-- TASK TO COMPLETE --
From the entries below, report only the number of lines that contain the word "CompletionError".
<<<<
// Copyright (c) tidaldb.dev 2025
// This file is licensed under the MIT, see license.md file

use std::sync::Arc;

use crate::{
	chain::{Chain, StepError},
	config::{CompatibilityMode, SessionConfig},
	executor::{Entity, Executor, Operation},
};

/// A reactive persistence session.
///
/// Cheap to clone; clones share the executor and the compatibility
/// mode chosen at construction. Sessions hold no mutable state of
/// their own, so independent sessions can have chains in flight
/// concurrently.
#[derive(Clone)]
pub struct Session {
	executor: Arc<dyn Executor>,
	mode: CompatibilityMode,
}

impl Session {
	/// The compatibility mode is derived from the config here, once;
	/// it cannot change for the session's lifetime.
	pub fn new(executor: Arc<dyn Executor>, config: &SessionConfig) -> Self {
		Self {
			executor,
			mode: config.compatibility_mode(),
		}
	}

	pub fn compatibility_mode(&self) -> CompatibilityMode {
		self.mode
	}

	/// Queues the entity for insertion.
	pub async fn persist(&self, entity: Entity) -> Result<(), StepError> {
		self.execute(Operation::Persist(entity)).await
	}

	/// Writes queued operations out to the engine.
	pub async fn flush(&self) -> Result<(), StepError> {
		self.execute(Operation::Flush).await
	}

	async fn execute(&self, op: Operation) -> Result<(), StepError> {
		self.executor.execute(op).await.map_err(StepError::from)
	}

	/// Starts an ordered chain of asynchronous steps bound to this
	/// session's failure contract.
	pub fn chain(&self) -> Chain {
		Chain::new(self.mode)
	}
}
>>>>
<<<<
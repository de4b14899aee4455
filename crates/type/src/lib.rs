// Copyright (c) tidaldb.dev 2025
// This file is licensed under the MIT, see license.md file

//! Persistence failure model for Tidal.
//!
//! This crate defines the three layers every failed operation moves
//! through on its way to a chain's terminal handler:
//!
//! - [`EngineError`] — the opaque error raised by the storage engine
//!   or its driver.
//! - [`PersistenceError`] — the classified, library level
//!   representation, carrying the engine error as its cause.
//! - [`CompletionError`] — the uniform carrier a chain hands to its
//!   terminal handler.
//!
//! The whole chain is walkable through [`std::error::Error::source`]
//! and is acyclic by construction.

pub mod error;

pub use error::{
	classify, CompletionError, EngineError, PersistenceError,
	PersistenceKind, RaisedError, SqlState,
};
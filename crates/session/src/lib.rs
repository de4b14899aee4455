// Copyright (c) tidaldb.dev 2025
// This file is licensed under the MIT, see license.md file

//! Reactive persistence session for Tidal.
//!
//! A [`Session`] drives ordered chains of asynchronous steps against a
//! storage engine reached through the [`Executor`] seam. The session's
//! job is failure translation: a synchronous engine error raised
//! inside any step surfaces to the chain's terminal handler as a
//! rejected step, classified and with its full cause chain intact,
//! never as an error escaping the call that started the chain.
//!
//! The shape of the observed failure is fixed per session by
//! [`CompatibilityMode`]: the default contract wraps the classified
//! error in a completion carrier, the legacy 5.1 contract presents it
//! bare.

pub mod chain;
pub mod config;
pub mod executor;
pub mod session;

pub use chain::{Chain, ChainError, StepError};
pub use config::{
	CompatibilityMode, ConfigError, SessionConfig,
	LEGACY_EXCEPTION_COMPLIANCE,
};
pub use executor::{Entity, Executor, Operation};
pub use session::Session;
>>>>
<<<<
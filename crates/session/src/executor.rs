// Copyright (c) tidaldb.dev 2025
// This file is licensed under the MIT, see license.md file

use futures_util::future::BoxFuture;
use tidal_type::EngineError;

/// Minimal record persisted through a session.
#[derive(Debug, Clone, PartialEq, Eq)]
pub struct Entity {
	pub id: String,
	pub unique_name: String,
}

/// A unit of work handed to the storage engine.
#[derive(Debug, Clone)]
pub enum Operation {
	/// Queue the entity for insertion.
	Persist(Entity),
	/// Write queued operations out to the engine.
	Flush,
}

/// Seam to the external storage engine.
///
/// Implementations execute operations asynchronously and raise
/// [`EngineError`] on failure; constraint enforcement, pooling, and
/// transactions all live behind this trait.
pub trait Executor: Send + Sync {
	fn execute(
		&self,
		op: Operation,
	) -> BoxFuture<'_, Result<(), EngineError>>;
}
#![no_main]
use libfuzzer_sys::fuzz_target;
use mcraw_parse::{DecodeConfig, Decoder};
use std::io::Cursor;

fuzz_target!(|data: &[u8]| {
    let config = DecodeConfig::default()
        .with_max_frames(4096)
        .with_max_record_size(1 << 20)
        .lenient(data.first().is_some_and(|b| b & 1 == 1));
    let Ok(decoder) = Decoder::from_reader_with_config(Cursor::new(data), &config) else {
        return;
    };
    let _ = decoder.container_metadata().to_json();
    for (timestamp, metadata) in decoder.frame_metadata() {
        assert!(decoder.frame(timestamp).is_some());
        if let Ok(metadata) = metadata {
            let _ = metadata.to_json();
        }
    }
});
>>>>
-- RESULT FOR THIS TASK --
2